* _Exercise objective_: Of the lines below, count those containing the word "ProgressStyle". Reply with the number alone.

(Recorded data)
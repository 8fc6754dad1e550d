//! Sequential per-index extraction with one write in flight at a time.
//!
//! For each index the pages are fetched in order. The write for page `n` is
//! started in the background and runs while page `n + 1` is fetched; it is
//! then awaited before the write for page `n + 1` starts. All writes for an
//! index have landed before the index is reported finished and before the
//! next index begins, so nothing is left unflushed when a run returns.

use futures::TryStreamExt;
use indicatif::{MultiProgress, ProgressBar, ProgressDrawTarget};
use log::{error, info};
use std::time::{Duration, Instant};

use crate::error::Result;
use crate::indices::{DateRange, IndexId, resolve};
use crate::output::{CsvSink, PendingWrite, WriteReceipt};
use crate::progress::index_bar;
use crate::retrieval::{PageFetcher, extract_all};

/// Per-index outcome
#[derive(Debug, Clone, PartialEq, Eq)]
pub struct IndexSummary {
    pub index: IndexId,
    /// Snapshot taken from the first page
    pub total_count: u64,
    pub pages: u64,
    pub rows: u64,
    pub bytes: u64,
}

#[derive(Debug, Clone, Default)]
pub struct RunSummary {
    pub indices: Vec<IndexSummary>,
    pub elapsed: Duration,
}

impl RunSummary {
    pub fn rows(&self) -> u64 {
        self.indices.iter().map(|s| s.rows).sum()
    }

    pub fn bytes(&self) -> u64 {
        self.indices.iter().map(|s| s.bytes).sum()
    }
}

pub struct Pipeline<F> {
    fetcher: F,
    sink: CsvSink,
    progress: Option<MultiProgress>,
}

impl<F: PageFetcher> Pipeline<F> {
    pub fn new(fetcher: F, sink: CsvSink) -> Self {
        Self {
            fetcher,
            sink,
            progress: None,
        }
    }

    /// Draw one progress bar per index on stderr
    pub fn with_progress(mut self, enabled: bool) -> Self {
        self.progress =
            enabled.then(|| MultiProgress::with_draw_target(ProgressDrawTarget::stderr()));
        self
    }

    /// Resolve `range` into daily indices and export each of them
    pub async fn run_range(&self, range: &DateRange, namespace: &str) -> Result<RunSummary> {
        let indices = resolve(range, namespace);
        self.run(&indices).await
    }

    /// Export `indices` strictly in order. The first failure aborts the run;
    /// files of earlier indices stay as written.
    pub async fn run(&self, indices: &[IndexId]) -> Result<RunSummary> {
        let start_time = Instant::now();
        info!(
            "indexes: [{}]",
            indices
                .iter()
                .map(IndexId::as_str)
                .collect::<Vec<_>>()
                .join(", ")
        );

        self.sink.prepare().await?;

        let mut summary = RunSummary::default();
        for index in indices {
            summary.indices.push(self.export_index(index).await?);
        }
        summary.elapsed = start_time.elapsed();
        Ok(summary)
    }

    /// Export one index, returning once every write for it has completed
    pub async fn export_index(&self, index: &IndexId) -> Result<IndexSummary> {
        let mut summary = IndexSummary {
            index: index.clone(),
            total_count: 0,
            pages: 0,
            rows: 0,
            bytes: 0,
        };
        let mut bar: Option<ProgressBar> = None;
        let mut pending: Option<PendingWrite> = None;
        let mut pages = std::pin::pin!(extract_all(&self.fetcher, index.as_str()));

        loop {
            let next = pages.try_next().await;

            // Barrier on the previous write, whether or not the fetch succeeded
            if let Some(write) = pending.take() {
                match await_write(index, write).await {
                    Ok(receipt) => {
                        summary.absorb(receipt);
                        if let Some(pb) = &bar {
                            pb.inc(receipt.rows);
                        }
                    }
                    // The fetch failure is what stopped the index; the write
                    // failure has already been logged
                    Err(write_err) => {
                        return Err(match next {
                            Err(fetch_err) => {
                                error!("index: {}, fetch failed: {}", index, fetch_err);
                                fetch_err
                            }
                            Ok(_) => write_err,
                        });
                    }
                }
            }

            let Some(page) = next? else { break };

            let append = summary.pages > 0;
            if !append {
                summary.total_count = page.total_count;
                info!(
                    "index: {}, totalCount: {}, process start",
                    index, summary.total_count
                );
                bar = self
                    .progress
                    .as_ref()
                    .map(|mp| index_bar(mp, index.as_str(), summary.total_count));
            }
            summary.pages += 1;
            pending = Some(self.sink.write(index.as_str(), page.records, append));
        }

        if let Some(pb) = bar {
            pb.finish_with_message(format!("{} rows", summary.rows));
        }
        info!(
            "index: {}, totalCount: {}, process finish",
            index, summary.total_count
        );
        Ok(summary)
    }
}

impl IndexSummary {
    fn absorb(&mut self, receipt: WriteReceipt) {
        self.rows += receipt.rows;
        self.bytes += receipt.bytes;
    }
}

async fn await_write(index: &IndexId, write: PendingWrite) -> Result<WriteReceipt> {
    let path = write.path().to_path_buf();
    write.wait().await.inspect_err(|e| {
        error!(
            "index: {}, failed writing {}: {}",
            index,
            path.display(),
            e
        );
    })
}
use indicatif::{MultiProgress, ProgressBar, ProgressStyle};

const INDEX_TEMPLATE: &str = "{spinner:.green} [{elapsed_precise}] [{wide_bar:.cyan/blue}] {prefix}: {pos}/{len} ({per_sec}, {msg}) {eta}";

/// Add a bar tracking rows written for one index
pub fn index_bar(mp: &MultiProgress, index: &str, total: u64) -> ProgressBar {
    let pb = mp.add(ProgressBar::new(total));
    let style = ProgressStyle::default_bar()
        .template(INDEX_TEMPLATE)
        .unwrap_or_else(|_| ProgressStyle::default_bar())
        .progress_chars("#>-");
    pb.set_style(style);
    pb.set_prefix(index.to_string());
    pb.set_message("exporting");
    pb
}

* _Output_: 3